Oil on canvas, 44⅞ x 61¾ in (114 x 157 cm)

  • PROVENANCE
  • LITERATURE
  • EXHIBITIONS
  • DESCRIPTION

Fig. 1

Fig. 2

Fig. 3

PROVENANCE


Sotheby’s, New York, 12 January 1989, lot 62, as Jan van Bijlert (Utrecht, 1598/1603–1671); private collection.

LITERATURE


Unpublished

DESCRIPTION


The Concert presented here brings together an ensemble of six players who turn to the beholder striking elegantly sober poses and evoking an anti-Baroque aesthetic. The most direct impact comes from the face of the man playing a viola da braccio bassa: he is seated in the immediate foreground, in front of the others, as if leading them, and gazes proudly at the author of this painting, and therefore at us. The other musicians, except for the two on the right, also look out frontally. One almost has the feeling that in order to be portrayed they had to be interrupted while playing, as they turn towards the painter with a hint of embarrassment. The result is a measured scene that unostentatiously and immediately relates us to its subjects, prompting our curiosity as to their identity through an exchange of gazes.
The theme of the concert was part of the iconographic culture that spread among cultivated private patrons of art during the sixteenth and seventeenth centuries, when music held its own place among typically aristocratic forms of entertainment.

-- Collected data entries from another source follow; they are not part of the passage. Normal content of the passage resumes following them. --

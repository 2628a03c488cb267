//! Input validation shared by all generators.
//!
//! Checks run in a fixed order and stop at the first violation:
//!
//! ```text
//! block → cover → cover.src → cover.width → cover.height → config → graph
//! ```
//!
//! Each generator then checks its own fields (items, property, selector,
//! breakpoints) after these shared checks.

use thiserror::Error;

use crate::types::Block;

/// Missing or malformed caller input. Variants differ only by message.
#[derive(Error, Debug, Clone, PartialEq, Eq)]
pub enum InputError {
    #[error("block not provided")]
    MissingBlock,
    #[error("block must have a cover image")]
    MissingCover,
    #[error("block cover image must have a src")]
    MissingSrc,
    #[error("block cover image must have a width")]
    MissingWidth,
    #[error("block cover image must have a height")]
    MissingHeight,
    #[error("block cover image must have non-zero dimensions")]
    ZeroDimension,
    #[error("backend config not provided")]
    MissingConfig,
    #[error("graph name not provided")]
    MissingGraph,
    #[error("query items not provided")]
    MissingItems,
    #[error("media query not provided")]
    MissingQuery,
    #[error("selector not provided")]
    MissingSelector,
    #[error("width or height not provided")]
    MissingTarget,
    #[error("width or height must be provided, but not both")]
    ConflictingTarget,
    #[error("property not provided")]
    MissingProperty,
    #[error("invalid property provided: {0}")]
    InvalidProperty(String),
    #[error("breakpoints not provided")]
    MissingBreakpoints,
}

/// A cover image with every field present.
#[derive(Debug, Clone, Copy, PartialEq, Eq)]
pub struct Cover<'a> {
    pub src: &'a str,
    pub width: u32,
    pub height: u32,
}

/// Validated view of the shared inputs.
#[derive(Debug)]
pub struct Checked<'a, C> {
    pub cover: Cover<'a>,
    pub config: &'a C,
    pub graph: &'a str,
}

/// Run the shared checks and borrow the validated inputs.
pub fn validate<'a, C>(
    block: Option<&'a Block>,
    config: Option<&'a C>,
    graph: Option<&'a str>,
) -> Result<Checked<'a, C>, InputError> {
    let block = block.ok_or(InputError::MissingBlock)?;
    let cover = block.cover.as_ref().ok_or(InputError::MissingCover)?;
    let src = cover.src.as_deref().ok_or(InputError::MissingSrc)?;
    let width = cover.width.ok_or(InputError::MissingWidth)?;
    let height = cover.height.ok_or(InputError::MissingHeight)?;
    if width == 0 || height == 0 {
        return Err(InputError::ZeroDimension);
    }
    let config = config.ok_or(InputError::MissingConfig)?;
    let graph = graph.ok_or(InputError::MissingGraph)?;

    Ok(Checked {
        cover: Cover { src, width, height },
        config,
        graph,
    })
}
//! Media query and srcset generation.
//!
//! [`Rig`] owns a [`UrlBuilder`] and exposes the three entry points:
//!
//! | Entry point | Input | Output |
//! |---|---|---|
//! | [`Rig::generate`] | explicit query items | CSS `@media` blocks |
//! | [`Rig::breakpoints`] | breakpoint list + property + selector | CSS `@media` blocks |
//! | [`Rig::srcset`] | breakpoint list | `{src, srcset}` |
//!
//! Every call validates its inputs first (see [`validate`](crate::validate)),
//! then resolves a crop per item, merges params and asks the backend for a
//! URL. Calls share no state, so identical inputs produce identical output.
//!
//! ## CSS block format
//!
//! ```text
//! @media (max-width: 399px) {
//!   .hero {
//!     background-image: url('…');
//!   }
//! }
//! ```
//!
//! Blocks are separated by one blank line, with no trailing newline.

use serde::{Deserialize, Serialize};
use thiserror::Error;
use tracing::debug;

use crate::imaging::{
    BackendError, Dimensions, UrlBuilder, crop_params, partition_breakpoints, resolve_dimensions,
    srcset_widths,
};
use crate::types::{Block, MediaQuery, Params, Property, QueryItem, Srcset, Target};
use crate::validate::{Checked, InputError, validate};

#[derive(Error, Debug, Clone, PartialEq, Eq)]
pub enum RigError {
    #[error(transparent)]
    Input(#[from] InputError),
    #[error(transparent)]
    Backend(#[from] BackendError),
}

/// Inputs shared by every entry point.
#[derive(Debug, Clone, PartialEq, Serialize, Deserialize)]
pub struct Source<C> {
    #[serde(default, skip_serializing_if = "Option::is_none")]
    pub block: Option<Block>,
    #[serde(skip_serializing_if = "Option::is_none")]
    pub config: Option<C>,
    #[serde(default, skip_serializing_if = "Option::is_none")]
    pub graph: Option<String>,
    /// Extra params merged under the computed crop params.
    #[serde(default, skip_serializing_if = "Params::is_empty")]
    pub params: Params,
}

impl<C> Default for Source<C> {
    fn default() -> Self {
        Self {
            block: None,
            config: None,
            graph: None,
            params: Params::new(),
        }
    }
}

impl<C> Source<C> {
    pub fn new(block: Block, config: C, graph: impl Into<String>) -> Self {
        Self {
            block: Some(block),
            config: Some(config),
            graph: Some(graph.into()),
            params: Params::new(),
        }
    }

    fn check(&self) -> Result<Checked<'_, C>, InputError> {
        validate(
            self.block.as_ref(),
            self.config.as_ref(),
            self.graph.as_deref(),
        )
    }
}

/// Inputs for [`Rig::generate`].
#[derive(Debug, Clone, PartialEq, Serialize, Deserialize)]
pub struct MediaOptions<C> {
    #[serde(flatten)]
    pub source: Source<C>,
    #[serde(default, skip_serializing_if = "Option::is_none")]
    pub items: Option<Vec<QueryItem>>,
}

/// Inputs for [`Rig::breakpoints`].
#[derive(Debug, Clone, PartialEq, Serialize, Deserialize)]
pub struct BreakpointOptions<C> {
    #[serde(flatten)]
    pub source: Source<C>,
    /// `"width"` or `"height"`.
    #[serde(default, skip_serializing_if = "Option::is_none")]
    pub property: Option<String>,
    #[serde(default, skip_serializing_if = "Option::is_none")]
    pub selector: Option<String>,
    #[serde(default, skip_serializing_if = "Option::is_none")]
    pub breakpoints: Option<Vec<f64>>,
}

/// Inputs for [`Rig::srcset`].
#[derive(Debug, Clone, PartialEq, Serialize, Deserialize)]
pub struct SrcsetOptions<C> {
    #[serde(flatten)]
    pub source: Source<C>,
    #[serde(default, skip_serializing_if = "Option::is_none")]
    pub breakpoints: Option<Vec<f64>>,
}

/// Generates responsive markup through a URL backend.
#[derive(Debug, Clone, Default)]
pub struct Rig<B> {
    builder: B,
}

impl<B: UrlBuilder> Rig<B> {
    pub fn new(builder: B) -> Self {
        Self { builder }
    }

    pub fn builder(&self) -> &B {
        &self.builder
    }

    /// One `@media` block per query item.
    pub fn generate(&self, options: &MediaOptions<B::Config>) -> Result<String, RigError> {
        let checked = options.source.check()?;
        let items = options.items.as_ref().ok_or(InputError::MissingItems)?;
        debug!(graph = checked.graph, items = items.len(), "generating media queries");

        let mut blocks = Vec::with_capacity(items.len());
        for item in items {
            let query = item.to_media_query()?;
            blocks.push(self.media_block(&checked, &options.source.params, &query)?);
        }
        Ok(blocks.join("\n\n"))
    }

    /// `@media` blocks covering every range between sorted breakpoints.
    pub fn breakpoints(&self, options: &BreakpointOptions<B::Config>) -> Result<String, RigError> {
        let checked = options.source.check()?;
        let property: Property = options
            .property
            .as_deref()
            .ok_or(InputError::MissingProperty)?
            .parse()?;
        let selector = options
            .selector
            .as_deref()
            .ok_or(InputError::MissingSelector)?;
        let breakpoints = options
            .breakpoints
            .as_deref()
            .ok_or(InputError::MissingBreakpoints)?;

        let queries = partition_breakpoints(breakpoints, property, selector);
        debug!(
            graph = checked.graph,
            %property,
            breakpoints = breakpoints.len(),
            ranges = queries.len(),
            "partitioned breakpoints"
        );

        let blocks = queries
            .iter()
            .map(|query| self.media_block(&checked, &options.source.params, query))
            .collect::<Result<Vec<_>, _>>()?;
        Ok(blocks.join("\n\n"))
    }

    /// Full-size `src` plus a `srcset` of narrower crops.
    ///
    /// Breakpoints at or above the natural width are dropped; if any were
    /// dropped, a full-size `<src> <W>w` entry closes the list.
    pub fn srcset(&self, options: &SrcsetOptions<B::Config>) -> Result<Srcset, RigError> {
        let checked = options.source.check()?;
        let breakpoints = options
            .breakpoints
            .as_deref()
            .ok_or(InputError::MissingBreakpoints)?;
        let cover = checked.cover;
        let base = &options.source.params;

        let src = self.url_for(
            &checked,
            base,
            Dimensions::natural(cover.width, cover.height),
        )?;

        let (widths, dropped) = srcset_widths(cover.width, breakpoints);
        let mut entries = Vec::with_capacity(widths.len() + 1);
        for width in widths {
            let dims = resolve_dimensions((cover.width, cover.height), Target::Width(width));
            let url = self.url_for(&checked, base, dims)?;
            entries.push(format!("{url} {width}w"));
        }
        if dropped {
            entries.push(format!("{src} {}w", cover.width));
        }
        debug!(
            graph = checked.graph,
            entries = entries.len(),
            fallback = dropped,
            "generated srcset"
        );

        Ok(Srcset {
            src,
            srcset: entries.join(", "),
        })
    }

    fn url_for(
        &self,
        checked: &Checked<'_, B::Config>,
        base: &Params,
        dims: Dimensions,
    ) -> Result<String, BackendError> {
        let params = crop_params(base, checked.cover.src, dims);
        self.builder.build_url(checked.config, checked.graph, &params)
    }

    fn media_block(
        &self,
        checked: &Checked<'_, B::Config>,
        base: &Params,
        query: &MediaQuery,
    ) -> Result<String, BackendError> {
        let cover = checked.cover;
        let dims = resolve_dimensions((cover.width, cover.height), query.target);
        let url = self.url_for(checked, base, dims)?;
        Ok(format!(
            "@media {} {{\n  {} {{\n    background-image: url('{}');\n  }}\n}}",
            query.query, query.selector, url
        ))
    }
}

In this instance, the presence of a Spanish guitar, played by the second man from the left, and the group’s relatively simple clothing, situate the scene in a context of domestic secular music1. Apart from the guitar and viola da braccio bassa, we find a harp and another string instrument requiring plucking (probably a lute), thus forming a canonical ensemble of bass instruments to support the two treble ones: a violin and a “flautino”. The interest for the painstaking reproduction of these instruments is clear from specific details such as the relative thickness of the strings of the viola and violin, and the signs of discolouring in the wood of the violin’s top plate, to the left of the fingerboard, where the violinist holds the instrument. One can also see – again on the violin, near the bow – traces of excess “Greek pitch”, the rosin applied to the bow hair to enhance the friction between it and the strings. The painter even describes the leftover strands of the harp strings and viola, showing us how they create disorderly curls at the top of the instruments.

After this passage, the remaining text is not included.